Он закрыл глаза и увидел: просевший угол их барака, седая старуха за занавеской, про нее болтали – ведьма, а все равно ходили лечиться. Она бормотала над каждым больным и слабым: Мать сыра земля, поглоти черную ядовитую змееву кровь, уйми всякую гадину нечистую от приворота и лихого дела… Как здорова земля, так и твоя головушка была бы здорова… Выйду в чисто поле, поклонюсь на все четыре стороны, кости твои – каменные скалы, корни деревьев – жилы, вода – студеная кровь…
Пациенты являлись к ней за полночь. Потом, через много лет, однажды услышал: Люба сказала маме: а помнишь, они поднимали занавеску, входили как в святая святых. Мама ответила: не выдумывай, они входили как тени. Другие взрослые, живущие в их бараке, наработавшись за день, спали мертвым сном. Он один не спал, слушал, складывал в долгий ящик ночного сознания: кости – отдельно, жилы – отдельно. Как-то раз спросил у матери: что такое студеная кровь?
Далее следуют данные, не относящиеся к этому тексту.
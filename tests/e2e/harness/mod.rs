//! E2E test harness for tasklog.
//!
//! This module contains test infrastructure with builders and assertions
//! that not every scenario uses.

#![allow(dead_code)]

pub mod assertions;
pub mod runner;
pub mod workspace;

// Re-export commonly used types
pub use assertions::{Assertion, Outcome};
pub use history::{added, deleted, modified, renamed, History};
pub use scenario::Scenario;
Этого мать не знала. Или знала, но не хотела говорить. Теперь уже никого не спросишь: та старуха давно умерла.
Но мать ее поминала: «Царствие небесное, земля ей пухом, совсем из ума выжила, перед смертью все просила, я для вас же старалась, без меня бы перемерли, сгинули, сымите грех с души, принесите за меня жертву, которую не жалко, хоть теленка, хоть поросенка… Откуда у нас телята? Смешно, – но мать не смеялась. – Хлеб – и тот по карточкам… Но я все равно ей благодарна».
Он не сразу понял, что означает это материнское все равно. Над ним бабка Анисья не причитала. Давала пить травки. Но всё без толку. До того случая в столовой, когда вырвало в последний раз – и как рукой сняло. Он запомнил длинный деревянный стол. За столом женщины. Единственный мужчина в засаленном ватнике, по одному пальцу на каждой руке. Вместо других – культяпки. Он старался не глядеть. Дядька сам: протянул руку за солью – будто ткнул в него корявым пальцем.